Reputation: 2160
So I define this custom loss function in Keras using a Tensorflow backend to minimize a background extraction autoencoder. It's supposed to ensure that the prediction x_hat doesn't stray to far from the median of the predictions taken over the batch B0.
def ben_loss(x, x_hat):
B0 = tf_median(tf.transpose(x_hat))
sigma = tf.reduce_mean(tf.sqrt(tf.abs(x_hat - B0) / 0.4), axis=0)
# I divide by sigma in the next step. So I add a small float32 to sigma
# so as to prevent background_term from becoming a nan.
sigma += 1e-22
background_term = tf.reduce_mean(tf.abs(x_hat - B0) / sigma, axis=-1)

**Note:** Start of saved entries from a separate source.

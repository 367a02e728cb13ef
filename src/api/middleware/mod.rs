//! API middleware components

pub mod client_ip;
pub mod logging;

pub use client_ip::ClientIp;
pub use logging::{logging_middleware, REQUEST_ID_HEADER};
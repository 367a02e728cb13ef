//! Prediction domain - one submission and its outcome

use serde::{Deserialize, Serialize};

use crate::domain::advisory::AdvisoryLookup;
use crate::domain::crop::{FeatureVector, ModelKind};

/// The seven inputs of one submission plus the selected model
#[derive(Debug, Clone, Copy, PartialEq, Serialize, Deserialize)]
pub struct PredictionRequest {
    #[serde(flatten)]
    pub features: FeatureVector,
    pub model: ModelKind,
}

impl PredictionRequest {
    pub fn new(features: FeatureVector, model: ModelKind) -> Self {
        Self { features, model }
    }
}

/// Predicted label and the advisory found for it
#[derive(Debug, Clone, PartialEq)]
pub struct PredictionOutcome {
    pub label: String,
    pub model: ModelKind,
    pub language: String,
    pub advisory: AdvisoryLookup,
}

impl PredictionOutcome {
    pub fn advisory_unavailable(&self) -> bool {
        self.advisory.is_unavailable()
    }
}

bce = binary_crossentropy(x, x_hat)
loss = bce + background_term
return loss
When I try the minimize the network using this loss function the loss almost immediately becomes a NaN. Does anyone know why this happening? You can reproduce the error by cloning my repo and running this script.
Upvotes: 0
Views: 5008
Reputation: 2160
It was coming from the fact that tf.abs(x_hat - B0) was approaching a tensor with all zeros for entries. This was making the derivative of sigma wrt x_hat a NaN. The solution was to add a small value to that quantity.
def ben_loss(x, x_hat):
B0 = tf_median(tf.transpose(x_hat))
F0 = tf.abs(x_hat - B0) + 1e-10
sigma = tf.reduce_mean(tf.sqrt( / 0.4), axis=0)
background_term = tf.reduce_mean(F0 / sigma, axis=-1)
bce = binary_crossentropy(x, x_hat)
loss = bce + background_term
return loss
Upvotes: 5